> _REQUIREMENT_
Wherever the string "Some" appears in the entries below, return the line that holds it.

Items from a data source
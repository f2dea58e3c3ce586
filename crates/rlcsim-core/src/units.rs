//! Engineering-notation values ("4.7k", "10u", "1meg").

/// SI prefixes accepted after a number, longest first so "meg" wins over "m".
const PREFIXES: &[(&str, f64)] = &[
    ("meg", 1e6),
    ("t", 1e12),
    ("g", 1e9),
    ("k", 1e3),
    ("m", 1e-3),
    ("u", 1e-6),
    ("µ", 1e-6),
    ("n", 1e-9),
    ("p", 1e-12),
    ("f", 1e-15),
];

/// Parse a number with an optional SI prefix.
///
/// Plain floats (including exponent form such as `1e-3`) parse as-is. Prefix
/// letters are case-insensitive, so `M` means milli, not mega; use `meg`.
pub fn parse_value(s: &str) -> Option<f64> {
    let s = s.trim();
    if let Ok(v) = s.parse::<f64>() {
        return Some(v);
    }

    let lower = s.to_lowercase();
    for (prefix, multiplier) in PREFIXES {
        if let Some(number) = lower.strip_suffix(prefix) {
            return number.trim_end().parse::<f64>().ok().map(|v| v * multiplier);
        }
    }
    None
}

/// Format a value with an SI prefix and three significant decimals.
pub fn format_value(value: f64) -> String {
    let abs_value = value.abs();
    let (scaled, suffix) = if abs_value == 0.0 || !abs_value.is_finite() {
        (value, "")
    } else if abs_value >= 1e9 {
        (value / 1e9, "G")
    } else if abs_value >= 1e6 {
        (value / 1e6, "M")
    } else if abs_value >= 1e3 {
        (value / 1e3, "k")
    } else if abs_value >= 1.0 {
        (value, "")
    } else if abs_value >= 1e-3 {
        (value * 1e3, "m")
    } else if abs_value >= 1e-6 {
        (value * 1e6, "u")
    } else if abs_value >= 1e-9 {
        (value * 1e9, "n")
    } else if abs_value >= 1e-12 {
        (value * 1e12, "p")
    } else {
        (value, "")
    };
    format!("{:.3}{}", scaled, suffix)
}

#[cfg(test)]
mod tests {
    use super::*;
    use approx::assert_relative_eq;

    #[test]
    fn test_parse_plain() {
        assert_eq!(parse_value("100"), Some(100.0));
        assert_eq!(parse_value(" 1e-3 "), Some(1e-3));
        assert_eq!(parse_value("-5.5"), Some(-5.5));
    }

    #[test]
    fn test_parse_prefixes() {
        assert_relative_eq!(parse_value("4.7k").unwrap(), 4700.0);
        assert_relative_eq!(parse_value("10u").unwrap(), 10e-6);
        assert_relative_eq!(parse_value("10µ").unwrap(), 10e-6);
        assert_relative_eq!(parse_value("1meg").unwrap(), 1e6);
        assert_relative_eq!(parse_value("1MEG").unwrap(), 1e6);
        assert_relative_eq!(parse_value("2M").unwrap(), 2e-3);
        assert_relative_eq!(parse_value("33n").unwrap(), 33e-9);
    }

    #[test]
    fn test_parse_garbage() {
        assert_eq!(parse_value(""), None);
        assert_eq!(parse_value("abc"), None);
        assert_eq!(parse_value("k"), None);
        assert_eq!(parse_value("1x"), None);
    }

    #[test]
    fn test_format_value() {
        assert_eq!(format_value(4700.0), "4.700k");
        assert_eq!(format_value(1e-3), "1.000m");
        assert_eq!(format_value(0.0), "0.000");
        assert_eq!(format_value(-2.2e-6), "-2.200u");
    }
}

> _RESPONSE TO THIS EXERCISE_
        return Some(v);
        if let Some(number) = lower.strip_suffix(prefix) {
        assert_eq!(parse_value("100"), Some(100.0));
        assert_eq!(parse_value(" 1e-3 "), Some(1e-3));
        assert_eq!(parse_value("-5.5"), Some(-5.5));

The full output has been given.